:: Extracted material ::
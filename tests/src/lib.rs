//! Deterministic stand-ins for the model service, shared by the
//! integration tests.

use std::collections::VecDeque;
use std::fs;
use std::path::Path;
use std::sync::atomic::{AtomicUsize, Ordering};
use std::sync::{Arc, Mutex};

use async_trait::async_trait;
use domain::ports::{EmbeddingService, FragmentStream, GenerationService};
use domain::session::ChatMessage;
use futures::future;
use futures::stream::{self, StreamExt};
use infrastructure::config::Config;
use infrastructure::embedder::Embedder;
use shared::types::{RagError, Result};

pub const LETTERS_MODEL: &str = "letters";

/// 27-dimensional vector: counts of `a`..`z` plus a constant so no vector
/// is ever zero.
pub fn letter_vector(text: &str) -> Vec<f32> {
    let mut vector = vec![0.0; 27];
    for c in text.chars().flat_map(char::to_lowercase) {
        if c.is_ascii_lowercase() {
            vector[(c as u8 - b'a') as usize] += 1.0;
        }
    }
    vector[26] = 1.0;
    vector
}

pub struct LetterEmbedder;

#[async_trait]
impl EmbeddingService for LetterEmbedder {
    async fn embed(&self, text: &str) -> Result<Vec<f32>> {
        Ok(letter_vector(text))
    }

    fn model_name(&self) -> &str {
        LETTERS_MODEL
    }
}

/// Embeds `successes` texts, then reports the service as gone.
pub struct FailingEmbedder {
    remaining: AtomicUsize,
}

impl FailingEmbedder {
    pub fn after(successes: usize) -> Self {
        Self {
            remaining: AtomicUsize::new(successes),
        }
    }
}

#[async_trait]
impl EmbeddingService for FailingEmbedder {
    async fn embed(&self, text: &str) -> Result<Vec<f32>> {
        let left = self
            .remaining
            .fetch_update(Ordering::SeqCst, Ordering::SeqCst, |n| n.checked_sub(1));
        match left {
            Ok(_) => Ok(letter_vector(text)),
            Err(_) => Err(RagError::ServiceUnavailable {
                endpoint: "http://localhost:11434/api/embed".into(),
                message: "connection refused".into(),
            }),
        }
    }

    fn model_name(&self) -> &str {
        LETTERS_MODEL
    }
}

/// What the scripted generator does for one turn.
pub enum Reply {
    Answer(Vec<&'static str>),
    /// Emit the fragments, then fail.
    FailAfter(Vec<&'static str>, &'static str),
    /// Emit the fragments, then never finish.
    Stall(Vec<&'static str>),
    /// Never answer the request at all, like a model that is still loading.
    Hang,
}

impl Reply {
    pub fn text(text: &'static str) -> Self {
        Reply::Answer(vec![text])
    }
}

/// Plays back queued replies and records every prompt it is sent.
#[derive(Default)]
pub struct ScriptedGenerator {
    replies: Mutex<VecDeque<Reply>>,
    prompts: Mutex<Vec<Vec<ChatMessage>>>,
}

impl ScriptedGenerator {
    pub fn new(replies: impl IntoIterator<Item = Reply>) -> Arc<Self> {
        Arc::new(Self {
            replies: Mutex::new(replies.into_iter().collect()),
            prompts: Mutex::new(Vec::new()),
        })
    }

    pub fn prompts(&self) -> Vec<Vec<ChatMessage>> {
        self.prompts.lock().map(|p| p.clone()).unwrap_or_default()
    }

    pub fn last_prompt(&self) -> Vec<ChatMessage> {
        self.prompts().pop().unwrap_or_default()
    }
}

fn fragments(parts: Vec<&'static str>) -> impl futures::Stream<Item = Result<String>> + Send {
    stream::iter(parts.into_iter().map(|p| Ok(p.to_string())))
}

#[async_trait]
impl GenerationService for ScriptedGenerator {
    async fn generate(&self, messages: Vec<ChatMessage>) -> Result<FragmentStream> {
        if let Ok(mut prompts) = self.prompts.lock() {
            prompts.push(messages);
        }
        let reply = self
            .replies
            .lock()
            .ok()
            .and_then(|mut r| r.pop_front())
            .unwrap_or_else(|| Reply::text("ok"));
        let stream: FragmentStream = match reply {
            Reply::Answer(parts) => Box::pin(fragments(parts)),
            Reply::FailAfter(parts, message) => Box::pin(
                fragments(parts).chain(stream::once(async move { Err(RagError::GenerationFailed(message.to_string())) })),
            ),
            Reply::Stall(parts) => Box::pin(fragments(parts).chain(stream::pending())),
            Reply::Hang => return future::pending().await,
        };
        Ok(stream)
    }

    fn model_name(&self) -> &str {
        "scripted"
    }
}

/// Configuration rooted in a scratch directory: documents in `docs/`, the
/// snapshot in `index/`.
pub fn test_config(root: &Path) -> Config {
    Config {
        data_dir: root.join("docs"),
        index_dir: root.join("index"),
        pdf_dir: root.join("pdf"),
        embedding_model: LETTERS_MODEL.to_string(),
        llm_model: "scripted".to_string(),
        chunk_size: 200,
        chunk_overlap: 20,
        top_k: 3,
        memory_turns: 4,
        embed_batch_size: 2,
        embed_concurrency: 2,
        ..Config::default()
    }
}

pub fn write_docs(dir: &Path, docs: &[(&str, &str)]) {
    fs::create_dir_all(dir).unwrap();
    for (name, text) in docs {
        fs::write(dir.join(name), text).unwrap();
    }
}

pub fn letters_embedder() -> Embedder {
    Embedder::new(Arc::new(LetterEmbedder)).with_batching(2, 2)
}

pub const COURSE_DOCS: &[(&str, &str)] = &[
    ("week1.md", "# Stacks\n\nA stack keeps items in last in, first out order. Push adds, pop removes."),
    ("week2.md", "# Queues\n\nA queue serves items first in, first out. Enqueue at the back, dequeue at the front."),
    ("week3.md", "# Hashing\n\nA hash map buckets keys by hash value for constant time lookup on average."),
];
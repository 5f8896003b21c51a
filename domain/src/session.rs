use std::collections::VecDeque;

use chrono::{DateTime, Utc};
use serde::{Deserialize, Serialize};

#[derive(Debug, Clone, Copy, PartialEq, Eq, Serialize, Deserialize)]
#[serde(rename_all = "lowercase")]
pub enum Role {
    System,
    User,
    Assistant,
}

#[derive(Debug, Clone, PartialEq, Serialize, Deserialize)]
pub struct ChatMessage {
    pub role: Role,
    pub content: String,
}

impl ChatMessage {
    pub fn system(content: impl Into<String>) -> Self {
        Self { role: Role::System, content: content.into() }
    }

    pub fn user(content: impl Into<String>) -> Self {
        Self { role: Role::User, content: content.into() }
    }

    pub fn assistant(content: impl Into<String>) -> Self {
        Self { role: Role::Assistant, content: content.into() }
    }
}

/// A completed question/answer exchange.
#[derive(Debug, Clone, PartialEq, Serialize, Deserialize)]
pub struct Turn {
    /// Monotonic per memory, survives eviction of earlier turns.
    pub sequence: u64,
    pub question: String,
    pub answer: String,
    pub asked_at: DateTime<Utc>,
}

/// Bounded FIFO of past turns owned by one chat session.
#[derive(Debug, Clone)]
pub struct ConversationMemory {
    turns: VecDeque<Turn>,
    capacity: usize,
    next_sequence: u64,
}

impl ConversationMemory {
    /// `capacity` is clamped to at least one turn.
    pub fn new(capacity: usize) -> Self {
        let capacity = capacity.max(1);
        Self {
            turns: VecDeque::with_capacity(capacity),
            capacity,
            next_sequence: 0,
        }
    }

    /// Append a turn, returning the evicted oldest turn when over capacity.
    pub fn push(&mut self, question: impl Into<String>, answer: impl Into<String>) -> Option<Turn> {
        let turn = Turn {
            sequence: self.next_sequence,
            question: question.into(),
            answer: answer.into(),
            asked_at: Utc::now(),
        };
        self.next_sequence += 1;
        self.turns.push_back(turn);
        if self.turns.len() > self.capacity {
            self.turns.pop_front()
        } else {
            None
        }
    }

    pub fn clear(&mut self) {
        self.turns.clear();
    }

    /// The most recent `n` turns, oldest first.
    pub fn recent(&self, n: usize) -> impl Iterator<Item = &Turn> {
        let skip = self.turns.len().saturating_sub(n);
        self.turns.iter().skip(skip)
    }

    pub fn iter(&self) -> impl Iterator<Item = &Turn> {
        self.turns.iter()
    }

    pub fn len(&self) -> usize {
        self.turns.len()
    }

    pub fn is_empty(&self) -> bool {
        self.turns.is_empty()
    }

    pub fn capacity(&self) -> usize {
        self.capacity
    }
}

/// Where the chat engine is within a turn.
#[derive(Debug, Clone, Copy, PartialEq, Eq, Default)]
pub enum ChatState {
    #[default]
    Idle,
    Retrieving,
    Generating,
    /// Held only while an error is being surfaced; the engine is back to
    /// `Idle` once the caller has seen it.
    Failed,
}
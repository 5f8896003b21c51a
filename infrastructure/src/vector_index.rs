//! In-memory vector index over embedded chunks, plus the manifest that
//! describes how it was built.

use chrono::{DateTime, Utc};
use domain::models::{Chunk, DistanceMetric, Embedding, SearchHit};
use serde::{Deserialize, Serialize};
use shared::types::{RagError, Result};
use tracing::{info, warn};

use crate::embedder::Embedder;
use crate::embedding_storage::EmbeddingStorage;
use crate::search::SearchEngine;

/// The parts of the configuration an index depends on. A snapshot built with
/// different settings cannot be reused.
#[derive(Debug, Clone, PartialEq)]
pub struct IndexSettings {
    pub embedding_model: String,
    pub metric: DistanceMetric,
    pub chunk_size: usize,
    pub chunk_overlap: usize,
}

#[derive(Debug, Clone, PartialEq, Serialize, Deserialize)]
pub struct IndexManifest {
    pub embedding_model: String,
    pub dimensions: usize,
    pub metric: DistanceMetric,
    pub chunk_size: usize,
    pub chunk_overlap: usize,
    /// Digest of the document store contents at build time.
    pub corpus_fingerprint: String,
    pub document_count: usize,
    pub chunk_count: usize,
    pub built_at: DateTime<Utc>,
}

impl IndexManifest {
    /// `Err(IndexStale)` when the snapshot was built with other settings.
    pub fn check_compatible(&self, settings: &IndexSettings) -> Result<()> {
        let stale = |reason: String| -> Result<()> { Err(RagError::IndexStale { reason }) };
        if self.embedding_model != settings.embedding_model {
            return stale(format!(
                "built with embedding model '{}', configured '{}'",
                self.embedding_model, settings.embedding_model
            ));
        }
        if self.metric != settings.metric {
            return stale(format!("built with {} distance, configured {}", self.metric, settings.metric));
        }
        if (self.chunk_size, self.chunk_overlap) != (settings.chunk_size, settings.chunk_overlap) {
            return stale(format!(
                "built with chunks of {}/{} chars, configured {}/{}",
                self.chunk_size, self.chunk_overlap, settings.chunk_size, settings.chunk_overlap
            ));
        }
        Ok(())
    }
}

#[derive(Debug, Clone)]
pub struct VectorIndex {
    manifest: IndexManifest,
    entries: Vec<Embedding>,
}

impl VectorIndex {
    /// Assemble an index from already-embedded chunks.
    pub fn from_embeddings(
        settings: &IndexSettings,
        corpus_fingerprint: String,
        document_count: usize,
        entries: Vec<Embedding>,
    ) -> Result<Self> {
        let dimensions = entries.first().map(|e| e.vector.len()).unwrap_or(0);
        let manifest = IndexManifest {
            embedding_model: settings.embedding_model.clone(),
            dimensions,
            metric: settings.metric,
            chunk_size: settings.chunk_size,
            chunk_overlap: settings.chunk_overlap,
            corpus_fingerprint,
            document_count,
            chunk_count: entries.len(),
            built_at: Utc::now(),
        };
        Self::from_parts(manifest, entries)
    }

    /// Validate a manifest against its entries.
    pub fn from_parts(manifest: IndexManifest, entries: Vec<Embedding>) -> Result<Self> {
        if let Some(odd) = entries.iter().find(|e| e.vector.len() != manifest.dimensions) {
            return Err(RagError::DimensionMismatch {
                expected: manifest.dimensions,
                actual: odd.vector.len(),
            });
        }
        if manifest.chunk_count != entries.len() {
            return Err(RagError::Storage(format!(
                "manifest lists {} chunks but {} are present",
                manifest.chunk_count,
                entries.len()
            )));
        }
        Ok(Self { manifest, entries })
    }

    /// Embed `chunks` and build a new index. Nothing is written; on failure
    /// no partial index exists.
    pub async fn build(
        chunks: Vec<Chunk>,
        embedder: &Embedder,
        settings: &IndexSettings,
        corpus_fingerprint: String,
        document_count: usize,
    ) -> Result<Self> {
        if embedder.model_name() != settings.embedding_model {
            warn!(
                embedder = embedder.model_name(),
                configured = %settings.embedding_model,
                "embedder reports a different model name than configured"
            );
        }
        let entries = embedder.generate_embeddings(chunks).await?;
        Self::from_embeddings(settings, corpus_fingerprint, document_count, entries)
    }

    /// Write this index as the current snapshot, replacing any previous one
    /// only once the new one is complete.
    pub fn persist(&self, storage: &EmbeddingStorage) -> Result<()> {
        storage.write_snapshot(&self.manifest, &self.entries)?;
        info!(
            chunks = self.entries.len(),
            path = %storage.snapshot_path().display(),
            "index snapshot written"
        );
        Ok(())
    }

    /// Load the current snapshot and check it fits `settings`.
    pub fn load(storage: &EmbeddingStorage, settings: &IndexSettings) -> Result<Self> {
        let (manifest, entries) = storage.read_snapshot()?;
        manifest.check_compatible(settings)?;
        Self::from_parts(manifest, entries).map_err(|e| RagError::IndexCorrupt {
            path: storage.snapshot_path(),
            reason: e.to_string(),
        })
    }

    /// The `k` nearest chunks to `vector`, nearest first. Ties keep the
    /// order chunks were inserted in.
    pub fn query(&self, vector: &[f32], k: usize) -> Result<Vec<SearchHit>> {
        if k == 0 {
            return Err(RagError::InvalidQuery("k must be at least 1".to_string()));
        }
        if self.entries.is_empty() {
            return Ok(Vec::new());
        }
        if vector.len() != self.manifest.dimensions {
            return Err(RagError::DimensionMismatch {
                expected: self.manifest.dimensions,
                actual: vector.len(),
            });
        }
        let metric = self.manifest.metric;
        Ok(SearchEngine::nearest(metric, vector, &self.entries, k)
            .into_iter()
            .map(|(pos, distance)| SearchHit {
                chunk: self.entries[pos].chunk.clone(),
                distance,
                score: metric.similarity(distance),
            })
            .collect())
    }

    pub fn manifest(&self) -> &IndexManifest {
        &self.manifest
    }

    pub fn entries(&self) -> &[Embedding] {
        &self.entries
    }

    pub fn len(&self) -> usize {
        self.entries.len()
    }

    pub fn is_empty(&self) -> bool {
        self.entries.is_empty()
    }

    pub fn dimensions(&self) -> usize {
        self.manifest.dimensions
    }
}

:: Exercise requirements ::
Only the lines holding the word "clear" belong in the answer; copy them from the listing above.

:: Exercise answer ::
    pub fn clear(&mut self) {
        self.turns.clear();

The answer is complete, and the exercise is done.